Alzheimer's disease (AD) is a neurodegenerative disorder, comprising 70% of dementia diagnoses worldwide and affecting 1 in 9 people over the age of 65. However, the majority of its treatments, which predominantly target the cholinergic system, remain insufficient at reversing pathology and act simply to slow the inevitable progression of the disease. The most recent neurotransmitter-targeting drug for AD was approved in 2003, strongly suggesting that targeting neurotransmitter systems alone is unlikely to be sufficient, and that research into alternate treatment avenues is urgently required. Neuromodulators are substances released by neurons which influence neurotransmitter release and signal transmission across synapses. Neuromodulators including neuropeptides, hormones, neurotrophins, ATP and metal ions display altered function in AD, which underlies aberrant neuronal activity and pathology. However, research into how the manipulation of neuromodulators may be useful in the treatment of AD is relatively understudied. Combining neuromodulator targeting with more novel methods of drug delivery, such as the use of multi-targeted directed ligands, combinatorial drugs and encapsulated nanoparticle delivery systems, may help to overcome limitations of conventional treatments. These include difficulty crossing the blood-brain-barrier and the exertion of effects on a single target only. This review aims to highlight the ways in which neuromodulator functions are altered in AD and investigate how future therapies targeting such substances, which act upstream to classical neurotransmitter systems, may be of potential therapeutic benefit in the sustained search for more effective treatments.

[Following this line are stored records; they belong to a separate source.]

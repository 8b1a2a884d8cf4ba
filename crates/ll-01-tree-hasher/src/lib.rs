//! # Lattice-Ledger - Tree Hasher (Subsystem 01)
//!
//! A concurrent, incremental, restartable binary Merkle tree hasher. Two
//! instances run per block: one over input items, one over output items.
//!
//! ## Design
//!
//! Leaves buffer into even-sized batches inside a chain of per-level
//! combiners. A full batch combines pairwise - inline for small batches,
//! on the rayon worker pool for large ones - and the combined hashes flow
//! into the next level's combiner of identical structure. Finalization
//! walks the chain bottom-up, padding incomplete levels with the canonical
//! empty-subtree hash for that level, so the root of N leaves always equals
//! the root of a perfect tree of `next_power_of_two(N)` leaves.
//!
//! ## Critical Invariants
//!
//! 1. **Terminal finalization**: once the root has been requested, no
//!    further leaves may be added.
//! 2. **Even batches**: the combine batch size is even, so an odd leftover
//!    at any level always pairs with a well-defined canonical empty hash.
//! 3. **Restartability**: a [`MerkleTreeStatus`] taken after N leaves plus
//!    the hash of leaf N+1 reconstructs the root of N+1 leaves without
//!    replaying history (see [`root_hash_from`]).
//! 4. **Empty tree**: zero leaves hash to the canonical empty-leaf hash,
//!    never to a combined value.
//!
//! [`MerkleTreeStatus`]: shared_types::MerkleTreeStatus

#![warn(missing_docs)]
#![warn(clippy::all)]

mod combiner;
mod config;
mod error;
mod hasher;
pub mod reference;
mod status;

pub use config::TreeHasherConfig;
pub use error::{Result, TreeHasherError};
pub use hasher::ConcurrentTreeHasher;
pub use status::root_hash_from;

/// Deepest tree supported; 2^64 leaves is unreachable in practice.
pub(crate) const MAX_TREE_HEIGHT: usize = 64;
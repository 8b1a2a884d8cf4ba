//! Block boundary policy.
//!
//! Evaluated at the end of every round, in strict rule order:
//!
//! 1. An unready signer never closes a block. Back-pressure, not failure.
//! 2. A freeze round always closes the block.
//! 3. A zero block period closes every `rounds_per_block` rounds.
//! 4. Otherwise the block closes once consensus time since its first round
//!    exceeds the block period.

use std::time::Duration;

use shared_types::Timestamp;

/// Everything the boundary decision depends on.
#[derive(Clone, Copy, Debug)]
pub struct BoundaryContext {
    /// Number of the round that just ended.
    pub round_number: u64,
    /// Consensus timestamp of the round that just ended.
    pub round_timestamp: Timestamp,
    /// Consensus timestamp of the open block's first round.
    pub block_first_round_timestamp: Timestamp,
    /// Whether a freeze round occurred in the open block.
    pub freeze_pending: bool,
    /// Whether the ledger signer can currently sign.
    pub signer_ready: bool,
}

/// Whether the open block should close after this round.
pub fn should_close_block(
    ctx: &BoundaryContext,
    block_period: Duration,
    rounds_per_block: u64,
) -> bool {
    if !ctx.signer_ready {
        return false;
    }
    if ctx.freeze_pending {
        return true;
    }
    if block_period.is_zero() {
        return ctx.round_number % rounds_per_block == 0;
    }
    ctx.round_timestamp
        .duration_since(&ctx.block_first_round_timestamp)
        > block_period
}
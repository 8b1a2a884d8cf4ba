//! The parallel stage of the item ordering pipeline.
//!
//! Each serialization batch is handed to the worker pool, which serializes
//! every item, hashes the Merkle-relevant ones, and buckets the hashes by
//! destination. The sequential stage (in the service) then feeds trees and
//! running hashes and writes the frames, strictly in submission order.

use rayon::prelude::*;

use shared_crypto::sha384;
use shared_types::{BlockItem, Hash};

/// Everything the sequential stage needs from one batch, with item order
/// preserved inside every bucket.
#[derive(Debug, Default)]
pub(crate) struct BatchWork {
    /// Serialized item frames, one per item, in item order.
    pub frames: Vec<Vec<u8>>,
    /// Leaf hashes for the input tree, in item order.
    pub input_leaves: Vec<Hash>,
    /// Leaf hashes for the output tree, in item order.
    pub output_leaves: Vec<Hash>,
    /// Hashes of transaction results, in item order, for the running hash.
    pub result_hashes: Vec<Hash>,
}

/// Serializes and hashes one batch on the calling (rayon) thread pool.
///
/// Serialization of a closed item union cannot fail in practice, but the
/// error is carried rather than unwrapped so a future payload type cannot
/// panic the pipeline.
pub(crate) fn compute_batch(items: &[BlockItem]) -> Result<BatchWork, String> {
    let per_item: Vec<(Vec<u8>, Option<Hash>)> = items
        .par_iter()
        .map(|item| {
            let frame = bincode::serialize(item).map_err(|e| e.to_string())?;
            let leaf = (item.is_input() || item.is_output()).then(|| sha384(&frame));
            Ok((frame, leaf))
        })
        .collect::<Result<_, String>>()?;

    let mut work = BatchWork::default();
    for (item, (frame, leaf)) in items.iter().zip(per_item) {
        if let Some(leaf) = leaf {
            if item.is_input() {
                work.input_leaves.push(leaf);
            } else {
                work.output_leaves.push(leaf);
            }
            if item.is_transaction_result() {
                work.result_hashes.push(leaf);
            }
        }
        work.frames.push(frame);
    }
    Ok(work)
}
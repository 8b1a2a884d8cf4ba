//! Pure domain logic: the three satellite managers of the block lifecycle
//! and the block-boundary policy.

pub mod block_hashes;
pub mod boundary;
pub mod pending_proofs;
pub mod running_hash;

pub use block_hashes::BlockHashManager;
pub use boundary::{should_close_block, BoundaryContext};
pub use pending_proofs::{FlushedProof, PendingBlock, PendingProofTracker};
pub use running_hash::RunningHashManager;
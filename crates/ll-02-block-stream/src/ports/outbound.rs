//! Outbound ports: the stream writer, the ledger signer, and the durable
//! chain-state store.

use async_trait::async_trait;
use thiserror::Error;

use shared_types::{ChainSnapshot, Hash};

/// Failure reported by an outbound adapter.
///
/// Adapters fold their transport-specific errors into this one shape; the
/// service decides recoverability, not the adapter.
#[derive(Debug, Error)]
#[error("{0}")]
pub struct PortError(pub String);

impl PortError {
    /// Creates a port error from any displayable cause.
    pub fn new(cause: impl std::fmt::Display) -> Self {
        Self(cause.to_string())
    }
}

/// Order-preserving sink for one block's serialized items.
///
/// A writer belongs to exactly one block. `write_items` calls must land in
/// the stream in call order with nothing dropped; any error poisons the
/// block, since a stream with a hole cannot be proven.
#[async_trait]
pub trait BlockItemWriter: Send + Sync {
    /// Appends serialized item frames to the block, in order.
    async fn write_items(&mut self, frames: Vec<Vec<u8>>) -> Result<(), PortError>;

    /// Completes the block. No writes may follow.
    async fn close_block(&mut self) -> Result<(), PortError>;
}

/// Allocates one [`BlockItemWriter`] per block.
#[async_trait]
pub trait BlockItemWriterFactory: Send + Sync {
    /// Opens a writer for the given block number.
    async fn open_block(&self, block_number: u64) -> Result<Box<dyn BlockItemWriter>, PortError>;
}

/// The ledger signature provider.
///
/// Readiness may flip over the node's lifetime; an unready signer exerts
/// back-pressure on block closure rather than failing it.
#[async_trait]
pub trait BlockSigner: Send + Sync {
    /// Whether the signer can currently produce signatures.
    async fn is_ready(&self) -> bool;

    /// Signs a block hash. The signature may arrive for a later block than
    /// the one awaiting it; proof tracking resolves that.
    async fn sign(&self, hash: Hash) -> Result<Vec<u8>, PortError>;
}

/// Durable store for the per-block chain snapshot.
#[async_trait]
pub trait ChainStateStore: Send + Sync {
    /// Commits the snapshot for a just-closed block. Called exactly once
    /// per close; failure is fatal to the node.
    async fn commit(&self, snapshot: &ChainSnapshot) -> Result<(), PortError>;
}
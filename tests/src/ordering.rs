//! Write-order guarantees: frames reach the writer in submission order no
//! matter how the parallel stage and the writer interleave.

#[cfg(test)]
mod tests {
    use std::time::Duration;

    use ll_02_block_stream::BlockStreamConfig;
    use shared_crypto::sha384;
    use shared_types::BlockItem;

    use crate::fakes::{round, transaction_item, FakeSigner, FakeWriterFactory, Harness};
    use ll_02_block_stream::InitialStateHash;
    use shared_types::{ChainSnapshot, ZERO_HASH};

    #[tokio::test(flavor = "multi_thread", worker_threads = 4)]
    async fn test_submission_order_survives_racing_batches() {
        // One item per batch maximizes the number of independently racing
        // parallel stages; the jittering writer stresses the sequential
        // chain on top.
        let config = BlockStreamConfig {
            rounds_per_block: 1,
            block_period: Duration::ZERO,
            serialization_batch_size: 1,
            ..Default::default()
        };
        let h = Harness::resuming(
            config,
            FakeSigner::manual(true),
            FakeWriterFactory::with_write_delay(Duration::from_millis(2)),
            ChainSnapshot::genesis(crate::fakes::TEST_VERSION),
            InitialStateHash::ready(0, ZERO_HASH),
            ZERO_HASH,
        );

        let r = round(1, 10);
        h.service.start_round(&r).await.unwrap();
        let total = 150u8;
        for payload in 0..total {
            h.service.write_item(transaction_item(10, payload)).unwrap();
        }
        h.service.notify_state_hashed(1, sha384(b"s1"));
        assert!(h.service.end_round(&r).await.unwrap());

        let items = h.log.items_for(1);
        assert!(matches!(items[0], BlockItem::Header(_)));
        let payloads: Vec<u8> = items[1..]
            .iter()
            .map(|item| match item {
                BlockItem::EventTransaction(tx) => tx.transaction[0],
                other => panic!("unexpected item {other:?}"),
            })
            .collect();
        let expected: Vec<u8> = (0..total).collect();
        assert_eq!(payloads, expected);
    }
}
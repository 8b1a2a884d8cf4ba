//! The concurrent streaming tree hasher.

use std::mem;

use shared_crypto::{empty_leaf_hash, null_hashes};
use shared_types::{Hash, MerkleTreeStatus};

use crate::combiner::{combine_pairs_padded, LevelCombiner};
use crate::config::TreeHasherConfig;
use crate::error::{Result, TreeHasherError};
use crate::status::rightmost_from_levels;
use crate::MAX_TREE_HEIGHT;

/// A concurrent, incremental binary Merkle tree hasher.
///
/// Safe to drive from a single producer while pairwise combination work
/// runs on the rayon pool; results re-enter the chain strictly in batch
/// order, so the root is deterministic regardless of worker scheduling.
pub struct ConcurrentTreeHasher {
    config: TreeHasherConfig,
    leaf_count: u64,
    finalized: bool,
    root: Option<Hash>,
    combiner: LevelCombiner,
}

impl ConcurrentTreeHasher {
    /// Creates a hasher, validating the configuration.
    pub fn new(config: TreeHasherConfig) -> Result<Self> {
        config.validate()?;
        Ok(Self {
            config,
            leaf_count: 0,
            finalized: false,
            root: None,
            combiner: LevelCombiner::new(0, config.combine_batch_size, config.offload_threshold),
        })
    }

    /// Appends one leaf hash.
    ///
    /// Fails once the root has been requested; finalization is terminal.
    pub fn add_leaf(&mut self, leaf: Hash) -> Result<()> {
        if self.finalized {
            return Err(TreeHasherError::AlreadyFinalized);
        }
        self.leaf_count += 1;
        self.combiner.add(leaf);
        Ok(())
    }

    /// Number of leaves added so far.
    pub fn leaf_count(&self) -> u64 {
        self.leaf_count
    }

    /// Whether the root has been requested.
    pub fn is_finalized(&self) -> bool {
        self.finalized
    }

    /// Finalizes the tree and returns its root hash. Idempotent.
    ///
    /// An empty tree hashes to the canonical empty-leaf hash, not to any
    /// combined value.
    pub async fn root_hash(&mut self) -> Hash {
        if let Some(root) = self.root {
            return root;
        }
        self.finalized = true;
        let root = if self.leaf_count == 0 {
            empty_leaf_hash()
        } else {
            let chain = mem::replace(
                &mut self.combiner,
                LevelCombiner::new(0, self.config.combine_batch_size, self.config.offload_threshold),
            );
            finalize_chain(chain).await
        };
        self.root = Some(root);
        root
    }

    /// Snapshot sufficient to resume hashing after a restart.
    ///
    /// Drains all in-flight combination work first; the snapshot is read
    /// once per block close, so the hot `add_leaf` path carries no status
    /// bookkeeping.
    pub async fn status(&mut self) -> MerkleTreeStatus {
        drain_chain(&mut self.combiner).await;
        let mut levels: Vec<(usize, Vec<Hash>)> = Vec::new();
        let mut cursor = Some(&self.combiner);
        while let Some(level) = cursor {
            levels.push((level.height, level.pending.clone()));
            cursor = level.next.as_deref();
        }
        MerkleTreeStatus {
            num_leaves: self.leaf_count,
            rightmost_hashes: rightmost_from_levels(&levels),
        }
    }
}

/// Awaits every scheduled batch in the chain, bottom-up, forwarding results
/// upward in order. Pending partial batches are left in place.
async fn drain_chain(level: &mut LevelCombiner) {
    level.drain_scheduled().await;
    if let Some(next) = level.next.as_deref_mut() {
        Box::pin(drain_chain(next)).await;
    }
}

/// Consumes the combiner chain bottom-up: flush in-flight batches, pad and
/// combine each level's partial remainder, and return the surviving hash.
async fn finalize_chain(mut level: LevelCombiner) -> Hash {
    let nulls = null_hashes(MAX_TREE_HEIGHT);
    loop {
        level.drain_scheduled().await;
        let pending = mem::take(&mut level.pending);
        match level.next.take() {
            Some(mut next) => {
                if !pending.is_empty() {
                    next.add_all(&combine_pairs_padded(&pending, &nulls[level.height]));
                }
                level = *next;
            }
            None => {
                let mut nodes = pending;
                let mut height = level.height;
                while nodes.len() > 1 {
                    nodes = combine_pairs_padded(&nodes, &nulls[height]);
                    height += 1;
                }
                debug_assert!(!nodes.is_empty(), "finalized a chain with no nodes");
                return nodes[0];
            }
        }
    }
}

Keywords: ATP; Alzheimer’s disease; hormones; metal ions; neuromodulation; neuropeptides; neurotrophins; synaptic plasticity; therapeutics.

Figure 1

Summary of neuromodulator dysfunction in Alzheimer’s disease. Alterations to neuromodulator function are being increasingly regarded as critical drivers of AD pathology and resulting neurodegeneration and cognitive deficits. Alterations to levels of neuropeptides bring about compromised neuroprotection, reduced synthesis of neurotransmitters such as acetylcholine, disrupted control of excitatory and inhibitory network balances and aberrant LTP and LTD [26,27,28,29,30,31,32,33,34,35,36,37,38,39,40,41,42,43,44]. The accumulation of metal ions with Aβ exacerbates excitotoxicity and oxidative stress [45,46,47,48], and contributes to the production of toxic ROS [49,50,51,52]. Increased extracellular and reduced intracellular ATP as a result of metabolic switching [53,54] and Aβ-induced pore production in the neuronal membrane [55] underlie dysfunction of P-ATPases, [56], P2-R overactivation, excess calcium influx, mitochondrial dysfunction, abnormal mitophagy, excitotoxicity and cell death [57,58,59]. Reduced neurotrophin activation of TrK-Rs leads to increased apoptosis and LTD and reduced cell survival and LTP [60,61,62,63,64,65,66,67,68]. Activation of the p75NTR by Aβ activates GSK3β, which upregulates amyloidogenic APP processing and tau hyperphosphorylation [69,70,71,72]. Reduced levels of oestrogen and testosterone compromise synaptic integrity [73,74,75,76,77,78], whilst increased levels of FSH, LH and cortisol activate GSK3β, MAPK, PKC and PKA signalling, leading to amyloidogenic processing and tau hyperphosphorylation, oxidative stress and neuroinflammation [79,80,81,82,83,84,85,86,87].